----- Supplied records -----
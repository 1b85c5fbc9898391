//! Topology discovery for relay instances.
//!
//! - `ViewStateManager` turns a stream of views into ordered
//!   INIT / CHANGING / CHANGED / PROPERTIES_CHANGED notifications
//! - `PropertyProviders` merges ranked instance property sources
//! - `elect_leader` / `assemble_cluster` build cluster views with a stable leader
//! - `StandaloneDiscovery` is the single-instance topology

mod election;
mod provider;
mod standalone;
mod view_state;

pub use election::{assemble_cluster, elect_leader};
pub use provider::{PropertyProviders, ProviderHandle, StaticProperties};
pub use standalone::StandaloneDiscovery;
pub use view_state::{ListenerHandle, ViewStateManager};
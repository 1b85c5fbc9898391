//! Worker actor for executing jobs.

use std::panic::AssertUnwindSafe;
use std::time::{Duration, Instant};

use futures_util::FutureExt;
use relay_core::JobResult;
use ractor::{Actor, ActorProcessingErr, ActorRef};

use crate::messages::{QueueMessage, WorkerMessage};

/// State for the worker actor.
pub struct WorkerActorState {
    /// Unique worker ID.
    pub worker_id: String,
    /// Queue actor reference.
    pub queue: ActorRef<QueueMessage>,
    /// Per-attempt timeout.
    pub timeout: Option<Duration>,
}

/// Worker actor arguments.
pub struct WorkerArgs {
    pub worker_id: String,
    pub queue: ActorRef<QueueMessage>,
    pub timeout: Option<Duration>,
}

/// Worker actor that executes jobs.
///
/// Workers never poll: the queue actor pushes a job when the worker is
/// idle, and the worker reports the outcome back.
pub struct WorkerActor;

impl Actor for WorkerActor {
    type Msg = WorkerMessage;
    type State = WorkerActorState;
    type Arguments = WorkerArgs;

    async fn pre_start(
        &self,
        _myself: ActorRef<Self::Msg>,
        args: Self::Arguments,
    ) -> Result<Self::State, ActorProcessingErr> {
        tracing::debug!("Starting worker: {}", args.worker_id);
        Ok(WorkerActorState {
            worker_id: args.worker_id,
            queue: args.queue,
            timeout: args.timeout,
        })
    }

    async fn handle(
        &self,
        myself: ActorRef<Self::Msg>,
        message: Self::Msg,
        state: &mut Self::State,
    ) -> Result<(), ActorProcessingErr> {
        match message {
            WorkerMessage::ProcessJob {
                job,
                consumer,
                stop,
            } => {
                let job = *job;
                let job_id = job.id.clone();
                tracing::debug!("Worker {} processing job {}", state.worker_id, job_id);

                let started = Instant::now();
                // A panicking consumer counts as a failed attempt.
                let attempt = AssertUnwindSafe(consumer.process(job, stop)).catch_unwind();
                let outcome = match state.timeout {
                    Some(timeout) => match tokio::time::timeout(timeout, attempt).await {
                        Ok(outcome) => outcome.map_err(|_| "consumer panicked".to_string()),
                        Err(_) => Err(format!("timed out after {}ms", timeout.as_millis())),
                    },
                    None => attempt.await.map_err(|_| "consumer panicked".to_string()),
                };

                let (result, error) = match outcome {
                    Ok(JobResult::Failed) => (JobResult::Failed, Some("consumer failed".into())),
                    Ok(result) => (result, None),
                    Err(error) => {
                        tracing::warn!("Job {} attempt aborted: {}", job_id, error);
                        (JobResult::Failed, Some(error))
                    }
                };

                if state
                    .queue
                    .send_message(QueueMessage::JobFinished {
                        job_id,
                        worker_id: state.worker_id.clone(),
                        result,
                        error,
                        duration_ms: started.elapsed().as_millis() as u64,
                    })
                    .is_err()
                {
                    // Queue is gone; nothing left to report to.
                    myself.stop(None);
                }
            }

            WorkerMessage::Shutdown => {
                tracing::debug!("Shutting down worker: {}", state.worker_id);
                myself.stop(None);
            }
        }

        Ok(())
    }
}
-----
> _Work required_:
Every record shown above should appear again in your answer, unchanged.

> _Written solution_:
repository 1b85c5fbc9898391
//! Topology discovery for relay instances.
//!
//! - `ViewStateManager` turns a stream of views into ordered
//!   INIT / CHANGING / CHANGED / PROPERTIES_CHANGED notifications
//! - `PropertyProviders` merges ranked instance property sources
//! - `elect_leader` / `assemble_cluster` build cluster views with a stable leader
//! - `StandaloneDiscovery` is the single-instance topology

mod election;
mod provider;
mod standalone;
mod view_state;

pub use election::{assemble_cluster, elect_leader};
pub use provider::{PropertyProviders, ProviderHandle, StaticProperties};
pub use standalone::StandaloneDiscovery;
pub use view_state::{ListenerHandle, ViewStateManager};
repository 1b85c5fbc9898391
//! Worker actor for executing jobs.

use std::panic::AssertUnwindSafe;
use std::time::{Duration, Instant};

use futures_util::FutureExt;
use relay_core::JobResult;
use ractor::{Actor, ActorProcessingErr, ActorRef};

use crate::messages::{QueueMessage, WorkerMessage};

/// State for the worker actor.
pub struct WorkerActorState {
    /// Unique worker ID.
    pub worker_id: String,
    /// Queue actor reference.
    pub queue: ActorRef<QueueMessage>,
    /// Per-attempt timeout.
    pub timeout: Option<Duration>,
}

/// Worker actor arguments.
pub struct WorkerArgs {
    pub worker_id: String,
    pub queue: ActorRef<QueueMessage>,
    pub timeout: Option<Duration>,
}

/// Worker actor that executes jobs.
///
/// Workers never poll: the queue actor pushes a job when the worker is
/// idle, and the worker reports the outcome back.
pub struct WorkerActor;

impl Actor for WorkerActor {
    type Msg = WorkerMessage;
    type State = WorkerActorState;
    type Arguments = WorkerArgs;

    async fn pre_start(
        &self,
        _myself: ActorRef<Self::Msg>,
        args: Self::Arguments,
    ) -> Result<Self::State, ActorProcessingErr> {
        tracing::debug!("Starting worker: {}", args.worker_id);
        Ok(WorkerActorState {
            worker_id: args.worker_id,
            queue: args.queue,
            timeout: args.timeout,
        })
    }

    async fn handle(
        &self,
        myself: ActorRef<Self::Msg>,
        message: Self::Msg,
        state: &mut Self::State,
    ) -> Result<(), ActorProcessingErr> {
        match message {
            WorkerMessage::ProcessJob {
                job,
                consumer,
                stop,
            } => {
                let job = *job;
                let job_id = job.id.clone();
                tracing::debug!("Worker {} processing job {}", state.worker_id, job_id);

                let started = Instant::now();
                // A panicking consumer counts as a failed attempt.
                let attempt = AssertUnwindSafe(consumer.process(job, stop)).catch_unwind();
                let outcome = match state.timeout {
                    Some(timeout) => match tokio::time::timeout(timeout, attempt).await {
                        Ok(outcome) => outcome.map_err(|_| "consumer panicked".to_string()),
                        Err(_) => Err(format!("timed out after {}ms", timeout.as_millis())),
                    },
                    None => attempt.await.map_err(|_| "consumer panicked".to_string()),
                };

                let (result, error) = match outcome {
                    Ok(JobResult::Failed) => (JobResult::Failed, Some("consumer failed".into())),
                    Ok(result) => (result, None),
                    Err(error) => {
                        tracing::warn!("Job {} attempt aborted: {}", job_id, error);
                        (JobResult::Failed, Some(error))
                    }
                };

                if state
                    .queue
                    .send_message(QueueMessage::JobFinished {
                        job_id,
                        worker_id: state.worker_id.clone(),
                        result,
                        error,
                        duration_ms: started.elapsed().as_millis() as u64,
                    })
                    .is_err()
                {
                    // Queue is gone; nothing left to report to.
                    myself.stop(None);
                }
            }

            WorkerMessage::Shutdown => {
                tracing::debug!("Shutting down worker: {}", state.worker_id);
                myself.stop(None);
            }
        }

        Ok(())
    }
}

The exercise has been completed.